SOURCE INFORMATION Start Marker
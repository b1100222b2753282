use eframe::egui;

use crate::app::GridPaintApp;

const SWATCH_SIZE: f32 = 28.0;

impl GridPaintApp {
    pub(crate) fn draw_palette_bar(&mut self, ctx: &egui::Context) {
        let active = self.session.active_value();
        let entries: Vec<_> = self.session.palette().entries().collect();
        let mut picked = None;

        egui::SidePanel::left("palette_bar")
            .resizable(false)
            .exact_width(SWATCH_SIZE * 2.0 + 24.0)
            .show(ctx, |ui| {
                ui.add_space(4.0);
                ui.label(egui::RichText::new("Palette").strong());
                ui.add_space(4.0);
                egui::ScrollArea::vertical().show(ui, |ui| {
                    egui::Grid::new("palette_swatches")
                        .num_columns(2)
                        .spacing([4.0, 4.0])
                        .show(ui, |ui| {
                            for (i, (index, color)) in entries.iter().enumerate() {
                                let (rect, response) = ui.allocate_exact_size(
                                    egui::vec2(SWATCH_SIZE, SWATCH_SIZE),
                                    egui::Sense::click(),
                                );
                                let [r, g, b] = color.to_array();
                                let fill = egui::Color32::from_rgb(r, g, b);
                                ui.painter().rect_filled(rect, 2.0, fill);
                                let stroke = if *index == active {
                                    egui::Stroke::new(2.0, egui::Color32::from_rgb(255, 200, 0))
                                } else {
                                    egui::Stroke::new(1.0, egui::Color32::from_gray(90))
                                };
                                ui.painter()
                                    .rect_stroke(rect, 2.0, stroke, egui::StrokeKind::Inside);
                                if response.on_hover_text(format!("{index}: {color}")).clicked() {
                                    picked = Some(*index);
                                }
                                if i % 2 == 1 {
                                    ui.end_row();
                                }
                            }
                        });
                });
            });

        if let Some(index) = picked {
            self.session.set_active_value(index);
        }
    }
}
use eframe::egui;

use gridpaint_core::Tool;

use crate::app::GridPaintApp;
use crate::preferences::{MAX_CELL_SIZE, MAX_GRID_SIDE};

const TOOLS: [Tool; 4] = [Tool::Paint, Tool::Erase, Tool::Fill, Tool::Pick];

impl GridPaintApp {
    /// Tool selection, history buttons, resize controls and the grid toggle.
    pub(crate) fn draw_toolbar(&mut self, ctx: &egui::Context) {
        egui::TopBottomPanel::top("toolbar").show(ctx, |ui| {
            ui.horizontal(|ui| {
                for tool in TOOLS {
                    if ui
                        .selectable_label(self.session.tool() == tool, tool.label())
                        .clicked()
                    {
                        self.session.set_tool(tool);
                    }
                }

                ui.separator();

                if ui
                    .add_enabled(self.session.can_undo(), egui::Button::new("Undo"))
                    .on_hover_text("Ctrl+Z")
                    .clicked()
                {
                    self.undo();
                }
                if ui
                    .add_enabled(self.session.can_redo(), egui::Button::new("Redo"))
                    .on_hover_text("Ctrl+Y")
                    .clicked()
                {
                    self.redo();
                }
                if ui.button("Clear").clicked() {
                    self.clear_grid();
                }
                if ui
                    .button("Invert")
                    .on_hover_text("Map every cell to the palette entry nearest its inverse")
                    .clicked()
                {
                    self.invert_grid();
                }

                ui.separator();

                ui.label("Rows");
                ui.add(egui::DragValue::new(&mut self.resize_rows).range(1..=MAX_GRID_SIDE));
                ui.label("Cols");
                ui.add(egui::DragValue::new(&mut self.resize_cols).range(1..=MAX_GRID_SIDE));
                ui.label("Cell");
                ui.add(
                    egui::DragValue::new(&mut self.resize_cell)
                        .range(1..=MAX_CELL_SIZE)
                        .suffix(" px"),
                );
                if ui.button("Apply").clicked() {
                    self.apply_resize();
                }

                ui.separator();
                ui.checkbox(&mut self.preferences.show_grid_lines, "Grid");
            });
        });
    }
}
SOURCE INFORMATION End Marker
SOURCE INFORMATION Start Marker
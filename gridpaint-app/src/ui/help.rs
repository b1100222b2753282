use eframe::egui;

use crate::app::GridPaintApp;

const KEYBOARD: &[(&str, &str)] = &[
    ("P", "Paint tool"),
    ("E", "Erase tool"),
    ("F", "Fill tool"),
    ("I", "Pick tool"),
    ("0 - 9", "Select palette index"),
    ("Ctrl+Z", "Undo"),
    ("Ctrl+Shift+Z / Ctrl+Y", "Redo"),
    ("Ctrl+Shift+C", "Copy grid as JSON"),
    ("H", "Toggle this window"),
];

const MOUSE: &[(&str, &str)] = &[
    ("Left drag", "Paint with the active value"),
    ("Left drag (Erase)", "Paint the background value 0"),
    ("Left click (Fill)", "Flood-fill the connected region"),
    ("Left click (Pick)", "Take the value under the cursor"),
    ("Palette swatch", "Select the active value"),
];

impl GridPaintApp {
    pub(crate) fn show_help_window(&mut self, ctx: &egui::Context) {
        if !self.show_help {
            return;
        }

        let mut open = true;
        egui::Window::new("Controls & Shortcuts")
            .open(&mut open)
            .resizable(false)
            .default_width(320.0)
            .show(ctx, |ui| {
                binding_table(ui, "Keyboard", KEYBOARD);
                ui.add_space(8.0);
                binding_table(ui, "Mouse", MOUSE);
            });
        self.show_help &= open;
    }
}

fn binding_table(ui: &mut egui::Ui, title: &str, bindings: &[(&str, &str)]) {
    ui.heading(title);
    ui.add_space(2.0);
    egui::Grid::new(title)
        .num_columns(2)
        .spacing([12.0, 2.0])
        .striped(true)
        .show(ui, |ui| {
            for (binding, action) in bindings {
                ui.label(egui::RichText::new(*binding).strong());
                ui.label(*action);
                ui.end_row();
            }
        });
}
SOURCE INFORMATION End Marker
SOURCE INFORMATION Start Marker
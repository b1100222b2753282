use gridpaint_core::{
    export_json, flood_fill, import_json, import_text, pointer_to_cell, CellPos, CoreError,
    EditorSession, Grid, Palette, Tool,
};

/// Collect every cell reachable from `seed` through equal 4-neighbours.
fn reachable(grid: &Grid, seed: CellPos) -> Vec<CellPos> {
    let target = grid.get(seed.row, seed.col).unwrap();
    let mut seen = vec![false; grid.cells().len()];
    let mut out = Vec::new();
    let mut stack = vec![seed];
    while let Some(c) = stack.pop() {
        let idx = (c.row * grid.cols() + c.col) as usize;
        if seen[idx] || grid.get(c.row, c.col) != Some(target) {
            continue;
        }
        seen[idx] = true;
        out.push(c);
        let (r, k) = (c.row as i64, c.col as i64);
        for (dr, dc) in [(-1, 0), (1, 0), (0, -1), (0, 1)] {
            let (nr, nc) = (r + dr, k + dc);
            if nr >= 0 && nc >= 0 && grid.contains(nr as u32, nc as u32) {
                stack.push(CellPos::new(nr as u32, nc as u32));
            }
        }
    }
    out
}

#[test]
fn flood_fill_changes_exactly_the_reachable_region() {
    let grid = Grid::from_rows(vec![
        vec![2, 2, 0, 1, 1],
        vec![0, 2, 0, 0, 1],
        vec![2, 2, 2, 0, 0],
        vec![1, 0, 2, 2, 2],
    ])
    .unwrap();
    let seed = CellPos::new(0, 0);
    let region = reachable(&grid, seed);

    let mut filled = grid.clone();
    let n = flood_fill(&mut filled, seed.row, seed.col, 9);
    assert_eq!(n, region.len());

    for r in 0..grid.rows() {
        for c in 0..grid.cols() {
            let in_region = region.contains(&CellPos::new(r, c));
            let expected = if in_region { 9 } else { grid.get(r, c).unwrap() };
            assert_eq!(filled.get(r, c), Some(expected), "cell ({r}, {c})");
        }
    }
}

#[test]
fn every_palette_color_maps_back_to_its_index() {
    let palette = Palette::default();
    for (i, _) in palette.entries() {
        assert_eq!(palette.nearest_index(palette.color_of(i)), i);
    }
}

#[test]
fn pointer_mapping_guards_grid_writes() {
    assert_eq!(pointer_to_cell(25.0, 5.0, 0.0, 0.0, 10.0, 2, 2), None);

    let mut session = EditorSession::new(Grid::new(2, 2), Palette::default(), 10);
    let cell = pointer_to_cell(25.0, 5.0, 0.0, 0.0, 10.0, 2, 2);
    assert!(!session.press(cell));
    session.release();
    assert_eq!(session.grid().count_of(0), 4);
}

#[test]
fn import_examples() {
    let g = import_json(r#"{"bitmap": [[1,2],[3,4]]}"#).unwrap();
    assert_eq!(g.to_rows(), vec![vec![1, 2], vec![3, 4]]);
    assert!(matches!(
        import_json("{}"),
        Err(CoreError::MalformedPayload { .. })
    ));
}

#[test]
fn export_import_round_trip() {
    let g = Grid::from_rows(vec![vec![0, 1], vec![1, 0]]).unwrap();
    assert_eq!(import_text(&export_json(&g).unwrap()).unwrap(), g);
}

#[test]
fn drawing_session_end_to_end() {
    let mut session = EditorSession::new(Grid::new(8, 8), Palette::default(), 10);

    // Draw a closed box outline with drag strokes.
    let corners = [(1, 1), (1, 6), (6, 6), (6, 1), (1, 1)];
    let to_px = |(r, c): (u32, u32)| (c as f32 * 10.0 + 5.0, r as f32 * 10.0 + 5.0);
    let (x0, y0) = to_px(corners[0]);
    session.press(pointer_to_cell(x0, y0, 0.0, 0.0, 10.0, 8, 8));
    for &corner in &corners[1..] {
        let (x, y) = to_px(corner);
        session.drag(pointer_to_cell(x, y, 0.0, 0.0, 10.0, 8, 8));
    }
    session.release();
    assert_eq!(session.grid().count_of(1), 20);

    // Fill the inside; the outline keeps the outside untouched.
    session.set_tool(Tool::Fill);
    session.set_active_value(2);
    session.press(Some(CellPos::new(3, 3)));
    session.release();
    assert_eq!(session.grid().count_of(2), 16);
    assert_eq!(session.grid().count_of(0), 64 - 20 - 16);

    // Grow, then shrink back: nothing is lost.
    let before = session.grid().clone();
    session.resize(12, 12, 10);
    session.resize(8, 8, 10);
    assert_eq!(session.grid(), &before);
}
SOURCE INFORMATION End Marker
WHAT TO WORK ON » Copy every line of the data where "entries" is found.

TASK ANSWER »
        let entries: Vec<_> = self.session.palette().entries().collect();
                            for (i, (index, color)) in entries.iter().enumerate() {
    for (i, _) in palette.entries() {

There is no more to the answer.